[Task directions] Search the data for "async" and copy every matching line.

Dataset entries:
——————

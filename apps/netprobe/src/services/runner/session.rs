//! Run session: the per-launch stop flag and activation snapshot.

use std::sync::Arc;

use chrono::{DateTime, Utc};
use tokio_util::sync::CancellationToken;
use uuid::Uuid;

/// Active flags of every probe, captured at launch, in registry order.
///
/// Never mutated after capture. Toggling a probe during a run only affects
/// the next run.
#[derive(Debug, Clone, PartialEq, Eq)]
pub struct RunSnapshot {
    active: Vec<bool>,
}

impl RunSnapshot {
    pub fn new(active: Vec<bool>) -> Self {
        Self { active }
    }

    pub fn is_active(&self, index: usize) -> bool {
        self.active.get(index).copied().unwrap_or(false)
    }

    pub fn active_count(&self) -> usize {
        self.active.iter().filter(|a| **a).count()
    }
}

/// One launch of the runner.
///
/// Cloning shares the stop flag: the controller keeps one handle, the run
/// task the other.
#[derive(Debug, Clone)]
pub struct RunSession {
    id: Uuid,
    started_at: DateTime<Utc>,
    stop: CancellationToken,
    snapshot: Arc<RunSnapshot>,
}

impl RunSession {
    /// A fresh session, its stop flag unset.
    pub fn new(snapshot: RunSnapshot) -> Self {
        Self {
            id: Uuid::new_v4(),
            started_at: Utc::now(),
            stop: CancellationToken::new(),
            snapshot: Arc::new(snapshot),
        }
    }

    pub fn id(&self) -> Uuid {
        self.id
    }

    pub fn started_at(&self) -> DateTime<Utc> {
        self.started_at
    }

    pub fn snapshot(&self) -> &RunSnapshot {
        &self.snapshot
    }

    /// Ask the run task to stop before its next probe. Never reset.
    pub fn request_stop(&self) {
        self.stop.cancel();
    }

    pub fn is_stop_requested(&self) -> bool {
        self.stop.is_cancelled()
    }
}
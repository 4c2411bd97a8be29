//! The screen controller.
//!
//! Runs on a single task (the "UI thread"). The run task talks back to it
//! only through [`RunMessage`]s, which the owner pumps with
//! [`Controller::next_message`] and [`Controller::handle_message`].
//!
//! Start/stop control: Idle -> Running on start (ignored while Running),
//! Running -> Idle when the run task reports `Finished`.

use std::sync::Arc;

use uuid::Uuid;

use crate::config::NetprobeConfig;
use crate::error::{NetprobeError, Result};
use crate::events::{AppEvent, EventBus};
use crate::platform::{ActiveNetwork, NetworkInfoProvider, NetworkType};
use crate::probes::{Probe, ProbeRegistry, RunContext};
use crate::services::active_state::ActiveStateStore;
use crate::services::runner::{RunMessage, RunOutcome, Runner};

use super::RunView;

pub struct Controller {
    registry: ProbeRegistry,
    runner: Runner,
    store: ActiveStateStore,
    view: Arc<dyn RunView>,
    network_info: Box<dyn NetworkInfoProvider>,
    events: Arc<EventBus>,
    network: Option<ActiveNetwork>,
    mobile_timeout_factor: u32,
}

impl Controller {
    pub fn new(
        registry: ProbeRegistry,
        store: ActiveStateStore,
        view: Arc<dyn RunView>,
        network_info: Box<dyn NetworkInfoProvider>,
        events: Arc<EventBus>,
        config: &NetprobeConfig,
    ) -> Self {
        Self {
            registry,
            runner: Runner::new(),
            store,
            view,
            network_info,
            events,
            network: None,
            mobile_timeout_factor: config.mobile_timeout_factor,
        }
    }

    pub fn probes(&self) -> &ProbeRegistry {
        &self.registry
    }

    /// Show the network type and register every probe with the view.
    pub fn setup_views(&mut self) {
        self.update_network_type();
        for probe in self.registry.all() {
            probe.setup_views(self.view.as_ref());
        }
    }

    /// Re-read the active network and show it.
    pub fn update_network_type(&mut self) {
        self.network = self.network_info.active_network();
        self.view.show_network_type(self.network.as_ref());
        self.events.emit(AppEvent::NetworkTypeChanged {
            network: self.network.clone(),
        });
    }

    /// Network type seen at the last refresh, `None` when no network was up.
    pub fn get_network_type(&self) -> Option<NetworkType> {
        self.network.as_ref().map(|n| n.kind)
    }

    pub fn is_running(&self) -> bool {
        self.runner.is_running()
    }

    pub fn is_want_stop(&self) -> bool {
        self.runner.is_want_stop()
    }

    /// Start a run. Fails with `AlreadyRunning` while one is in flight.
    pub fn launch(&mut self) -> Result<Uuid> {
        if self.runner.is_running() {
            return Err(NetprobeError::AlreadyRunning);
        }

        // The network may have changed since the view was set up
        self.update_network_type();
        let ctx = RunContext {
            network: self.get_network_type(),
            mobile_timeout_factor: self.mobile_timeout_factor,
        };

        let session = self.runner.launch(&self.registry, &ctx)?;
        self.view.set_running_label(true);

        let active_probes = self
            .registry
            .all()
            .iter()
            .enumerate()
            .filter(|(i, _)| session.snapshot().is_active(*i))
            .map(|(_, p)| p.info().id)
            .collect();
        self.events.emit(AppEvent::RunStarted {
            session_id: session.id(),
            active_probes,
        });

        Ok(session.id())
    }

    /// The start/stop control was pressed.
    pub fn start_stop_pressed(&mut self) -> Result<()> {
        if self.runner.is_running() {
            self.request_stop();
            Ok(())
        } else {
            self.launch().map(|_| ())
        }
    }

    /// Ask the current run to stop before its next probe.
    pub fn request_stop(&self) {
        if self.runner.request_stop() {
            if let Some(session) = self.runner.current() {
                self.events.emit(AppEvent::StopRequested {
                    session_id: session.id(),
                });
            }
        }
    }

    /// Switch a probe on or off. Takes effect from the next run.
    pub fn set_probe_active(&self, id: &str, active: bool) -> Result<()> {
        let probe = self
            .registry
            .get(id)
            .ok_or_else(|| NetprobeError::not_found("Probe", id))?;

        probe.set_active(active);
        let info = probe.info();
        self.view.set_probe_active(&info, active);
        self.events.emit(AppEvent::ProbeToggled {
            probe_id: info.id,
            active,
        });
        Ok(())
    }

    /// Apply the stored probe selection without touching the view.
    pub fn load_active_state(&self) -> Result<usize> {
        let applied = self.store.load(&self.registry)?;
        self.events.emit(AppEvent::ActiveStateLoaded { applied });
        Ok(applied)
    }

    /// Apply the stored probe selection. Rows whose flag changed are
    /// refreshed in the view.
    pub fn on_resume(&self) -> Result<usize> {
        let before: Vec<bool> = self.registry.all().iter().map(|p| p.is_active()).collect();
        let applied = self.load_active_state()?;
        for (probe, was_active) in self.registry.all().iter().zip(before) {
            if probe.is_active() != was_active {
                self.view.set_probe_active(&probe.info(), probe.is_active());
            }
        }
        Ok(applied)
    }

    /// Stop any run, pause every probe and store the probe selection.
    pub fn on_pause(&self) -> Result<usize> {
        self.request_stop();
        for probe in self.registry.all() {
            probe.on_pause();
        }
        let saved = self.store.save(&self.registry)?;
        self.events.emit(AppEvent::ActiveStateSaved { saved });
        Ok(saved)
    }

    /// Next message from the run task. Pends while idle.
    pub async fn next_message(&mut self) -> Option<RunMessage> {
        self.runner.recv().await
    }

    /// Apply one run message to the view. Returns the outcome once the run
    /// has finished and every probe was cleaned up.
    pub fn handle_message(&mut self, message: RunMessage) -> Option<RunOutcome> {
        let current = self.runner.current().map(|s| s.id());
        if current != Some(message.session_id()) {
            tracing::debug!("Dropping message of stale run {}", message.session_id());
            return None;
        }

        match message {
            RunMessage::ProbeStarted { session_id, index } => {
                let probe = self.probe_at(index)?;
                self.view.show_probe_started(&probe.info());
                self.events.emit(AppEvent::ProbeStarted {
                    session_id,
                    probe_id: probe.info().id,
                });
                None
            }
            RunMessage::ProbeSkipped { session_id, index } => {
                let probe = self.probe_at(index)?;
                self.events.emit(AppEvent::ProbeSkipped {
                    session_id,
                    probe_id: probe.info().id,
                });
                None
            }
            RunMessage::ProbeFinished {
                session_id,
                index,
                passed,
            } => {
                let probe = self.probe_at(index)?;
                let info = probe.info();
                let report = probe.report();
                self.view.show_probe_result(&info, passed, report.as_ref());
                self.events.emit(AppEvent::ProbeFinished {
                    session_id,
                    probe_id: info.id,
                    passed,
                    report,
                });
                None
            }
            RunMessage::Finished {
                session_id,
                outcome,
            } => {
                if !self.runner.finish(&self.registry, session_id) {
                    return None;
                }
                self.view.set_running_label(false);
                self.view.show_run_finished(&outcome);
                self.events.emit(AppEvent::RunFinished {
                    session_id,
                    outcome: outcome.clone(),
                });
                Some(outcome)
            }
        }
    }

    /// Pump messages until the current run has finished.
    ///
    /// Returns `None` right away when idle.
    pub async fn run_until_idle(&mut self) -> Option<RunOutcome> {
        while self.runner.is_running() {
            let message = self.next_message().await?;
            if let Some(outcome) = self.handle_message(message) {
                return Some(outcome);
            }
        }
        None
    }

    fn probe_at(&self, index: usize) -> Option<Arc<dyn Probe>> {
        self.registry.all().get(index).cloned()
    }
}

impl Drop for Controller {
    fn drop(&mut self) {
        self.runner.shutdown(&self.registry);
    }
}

——————

[Result of the exercise]
    pub async fn next_message(&mut self) -> Option<RunMessage> {
    pub async fn run_until_idle(&mut self) -> Option<RunOutcome> {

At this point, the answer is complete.